Acabo de revisar el clima. Hace -3 grados centígrados, sensación térmica de -9. La calefacción reverbera tenuemente después de haber acusado su percusión estrambótica. Puedo escribir desde el comedor de este apartamento en Washington Heights, generoso en su tamaño. Pero escogí sentarme frente a las ventanas de la sala que dan a la calle por una razón: escribo desde Manhattan. Escribo desde Manhattan el día más frío que mi cuerpo ha experimentado en su vida. No me he bañado. Llevo dos tazas de café. Mi piel se acostumbra incluso a las telas nuevas que la visten. Escribo frente a las ventanas porque desde aquí puedo ver la ciudad. Detallo mis circunstancias para resaltar que escribo sumida a lo extraño y creo en el resultado de tal proceso porque las impresiones, desde la extrañeza, son consecutivas venidas al mundo. Así que estoy frente a estos edificios y dentro de uno de estos, constantes en mis andanzas de flâneuse de calles y libros. El término flâneur quizás resulte más familiar, se le reconoce en la literatura del siglo XIX de Balzac y Baudelaire. Hablo del caballero descrito con sombrero de copa y bastón, diestro para desentrañar los entramados sociales, económicos, artísticos y políticos de la ciudad modernizante. La mujer era considerada como ángel de la casa o prostituta. Era cosificada, excluida de toda participación de la sociedad burguesa capitalista. Tal reducción de los historiadores se contesta al revisar textos de mujeres escritoras de la época, quienes se dedicaban a publicar retratos de una mujer ambiciosa, que buscaba independencia económica, satisfacción sexual, voz política, y experimentar con el género.
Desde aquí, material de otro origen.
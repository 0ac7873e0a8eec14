pub mod particles;

pub use particles::{net_force, ParticleSystem};
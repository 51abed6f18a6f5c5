//! # Pipeline Module
//!
//! Orchestrates the full rename workflow.
//!
//! ## Pipeline Stages
//! 1. **Build records** - Scan the input directory, keep geotagged photos
//! 2. **Cluster** - Assign location groups, sequences, duplicate indices
//! 3. **Resolve places** - One reverse-geocoding lookup per group
//! 4. **Plan names** - Template plus collision-free `_dupN` resolution
//! 5. **Rename** - Two-phase in place, or straight moves across directories
//!
//! The pipeline is deliberately sequential: the bottleneck is the
//! rate-limited geocoding service, not CPU.

mod executor;

pub use executor::{Pipeline, PipelineBuilder, RenameOutcome, StageProgress};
Este retrato, podría decirse en consonancia con la periodista Dana Goldstein, es el de la flâneuse, una alternativa femenina al tropo privilegio del hombre blanco.
En esta ciudad me propuse encarnar una flâneuse, caminar todo lo que Venezuela, con su índice de delincuencia más alto del mundo, no me ha permitido. Cuando estuve en la Feria del Libro de Bogotá, este año, fui a visitar a una amiga en su casa. Era tarde. Me dijo, ponte la chaqueta que te voy a dar un regalo. Abrió la puerta y salimos a caminar. Me tomó de la mano a mitad de la calle. Quería darte esto que no tienes, caminar sin miedo y quizás sin rumbo. Me tomaba fotos con el celular. Ponte frente a esa casa. Sí, yo posaba como turista porque atravesar la noche era un paseo ajeno. Ahí pude avizorar mis caminatas en Nueva York, la promesa que mi imaginación estaba haciéndole a mis piernas. Vamos a perdernos. Recuperaremos el extravío que no hemos vivido. Abriremos Google Maps y veremos el trayecto con el ojo izquierdo tapado. (Seguían hablándole a mis piernas como cuando uno se reencuentra con un amigo perdido.) Sufro de un fuerte astigmatismo en el ojo derecho, de modo que solo miro con ese ojo cuando quiero contemplar algo desde el abstraccionismo. Mi ojo derecho es el ojo de la ilusión.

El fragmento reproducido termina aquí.